Repeat each entry in the listing word for word.

## Entries provided
[Start of section]

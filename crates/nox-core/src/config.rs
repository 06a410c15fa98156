use serde::{Deserialize, Serialize};
use std::path::{Path, PathBuf};

use crate::limits::{FOOTER_ROWS, HEADER_ROWS, HOURLY_LIMIT_UGM3, SOURCE_FILE_PATTERN};

// ── PipelineConfig ────────────────────────────────────────────────────────────

/// Parameters for one pipeline run.
///
/// The defaults describe the downloaded Bristol St Pauls files; tests and
/// callers override individual fields with the `with_*` builders.
#[derive(Debug, Clone, PartialEq, Serialize, Deserialize)]
pub struct PipelineConfig {
    /// Directory scanned for source files (not recursive).
    pub data_dir: PathBuf,
    /// Glob matched against file names; `*` and `?` are supported.
    pub file_pattern: String,
    /// Preamble lines skipped before the header row.
    pub header_rows: usize,
    /// Trailing lines dropped after the last data row.
    pub footer_rows: usize,
    /// Readings at or above this value count toward the yearly exceedances.
    pub exceedance_threshold: f64,
}

impl Default for PipelineConfig {
    fn default() -> Self {
        Self {
            data_dir: PathBuf::from("."),
            file_pattern: SOURCE_FILE_PATTERN.to_string(),
            header_rows: HEADER_ROWS,
            footer_rows: FOOTER_ROWS,
            exceedance_threshold: HOURLY_LIMIT_UGM3,
        }
    }
}

impl PipelineConfig {
    /// Default configuration rooted at `data_dir`.
    pub fn for_dir(data_dir: impl AsRef<Path>) -> Self {
        Self {
            data_dir: data_dir.as_ref().to_path_buf(),
            ..Self::default()
        }
    }

    pub fn with_pattern(mut self, pattern: impl Into<String>) -> Self {
        self.file_pattern = pattern.into();
        self
    }

    pub fn with_boilerplate(mut self, header_rows: usize, footer_rows: usize) -> Self {
        self.header_rows = header_rows;
        self.footer_rows = footer_rows;
        self
    }

    pub fn with_threshold(mut self, threshold: f64) -> Self {
        self.exceedance_threshold = threshold;
        self
    }
}

#[cfg(test)]
mod tests {
    use super::*;

    #[test]
    fn test_default_matches_source_layout() {
        let cfg = PipelineConfig::default();
        assert_eq!(cfg.file_pattern, "Bristol NOx*.csv");
        assert_eq!(cfg.header_rows, 4);
        assert_eq!(cfg.footer_rows, 4);
        assert_eq!(cfg.exceedance_threshold, 200.0);
        assert_eq!(cfg.data_dir, PathBuf::from("."));
    }

    #[test]
    fn test_for_dir_keeps_other_defaults() {
        let cfg = PipelineConfig::for_dir("/tmp/nox");
        assert_eq!(cfg.data_dir, PathBuf::from("/tmp/nox"));
        assert_eq!(cfg.header_rows, HEADER_ROWS);
    }

    #[test]
    fn test_builders_override_fields() {
        let cfg = PipelineConfig::for_dir("d")
            .with_pattern("*.csv")
            .with_boilerplate(1, 0)
            .with_threshold(150.0);
        assert_eq!(cfg.file_pattern, "*.csv");
        assert_eq!(cfg.header_rows, 1);
        assert_eq!(cfg.footer_rows, 0);
        assert_eq!(cfg.exceedance_threshold, 150.0);
    }

    #[test]
    fn test_serde_roundtrip_preserves_config() {
        let cfg = PipelineConfig::for_dir("data").with_threshold(180.0);
        let json = serde_json::to_string(&cfg).unwrap();
        let back: PipelineConfig = serde_json::from_str(&json).unwrap();
        assert_eq!(back, cfg);
    }
}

[End of section]

## Answer section
filename crates/nox-core/src/config.rs
repository 06a410c15fa98156
use serde::{Deserialize, Serialize};
use std::path::{Path, PathBuf};

use crate::limits::{FOOTER_ROWS, HEADER_ROWS, HOURLY_LIMIT_UGM3, SOURCE_FILE_PATTERN};

// ── PipelineConfig ────────────────────────────────────────────────────────────

/// Parameters for one pipeline run.
///
/// The defaults describe the downloaded Bristol St Pauls files; tests and
/// callers override individual fields with the `with_*` builders.
#[derive(Debug, Clone, PartialEq, Serialize, Deserialize)]
pub struct PipelineConfig {
    /// Directory scanned for source files (not recursive).
    pub data_dir: PathBuf,
    /// Glob matched against file names; `*` and `?` are supported.
    pub file_pattern: String,
    /// Preamble lines skipped before the header row.
    pub header_rows: usize,
    /// Trailing lines dropped after the last data row.
    pub footer_rows: usize,
    /// Readings at or above this value count toward the yearly exceedances.
    pub exceedance_threshold: f64,
}

impl Default for PipelineConfig {
    fn default() -> Self {
        Self {
            data_dir: PathBuf::from("."),
            file_pattern: SOURCE_FILE_PATTERN.to_string(),
            header_rows: HEADER_ROWS,
            footer_rows: FOOTER_ROWS,
            exceedance_threshold: HOURLY_LIMIT_UGM3,
        }
    }
}

impl PipelineConfig {
    /// Default configuration rooted at `data_dir`.
    pub fn for_dir(data_dir: impl AsRef<Path>) -> Self {
        Self {
            data_dir: data_dir.as_ref().to_path_buf(),
            ..Self::default()
        }
    }

    pub fn with_pattern(mut self, pattern: impl Into<String>) -> Self {
        self.file_pattern = pattern.into();
        self
    }

    pub fn with_boilerplate(mut self, header_rows: usize, footer_rows: usize) -> Self {
        self.header_rows = header_rows;
        self.footer_rows = footer_rows;
        self
    }

    pub fn with_threshold(mut self, threshold: f64) -> Self {
        self.exceedance_threshold = threshold;
        self
    }
}

#[cfg(test)]
mod tests {
    use super::*;

    #[test]
    fn test_default_matches_source_layout() {
        let cfg = PipelineConfig::default();
        assert_eq!(cfg.file_pattern, "Bristol NOx*.csv");
        assert_eq!(cfg.header_rows, 4);
        assert_eq!(cfg.footer_rows, 4);
        assert_eq!(cfg.exceedance_threshold, 200.0);
        assert_eq!(cfg.data_dir, PathBuf::from("."));
    }

    #[test]
    fn test_for_dir_keeps_other_defaults() {
        let cfg = PipelineConfig::for_dir("/tmp/nox");
        assert_eq!(cfg.data_dir, PathBuf::from("/tmp/nox"));
        assert_eq!(cfg.header_rows, HEADER_ROWS);
    }

    #[test]
    fn test_builders_override_fields() {
        let cfg = PipelineConfig::for_dir("d")
            .with_pattern("*.csv")
            .with_boilerplate(1, 0)
            .with_threshold(150.0);
        assert_eq!(cfg.file_pattern, "*.csv");
        assert_eq!(cfg.header_rows, 1);
        assert_eq!(cfg.footer_rows, 0);
        assert_eq!(cfg.exceedance_threshold, 150.0);
    }

    #[test]
    fn test_serde_roundtrip_preserves_config() {
        let cfg = PipelineConfig::for_dir("data").with_threshold(180.0);
        let json = serde_json::to_string(&cfg).unwrap();
        let back: PipelineConfig = serde_json::from_str(&json).unwrap();
        assert_eq!(back, cfg);
    }
}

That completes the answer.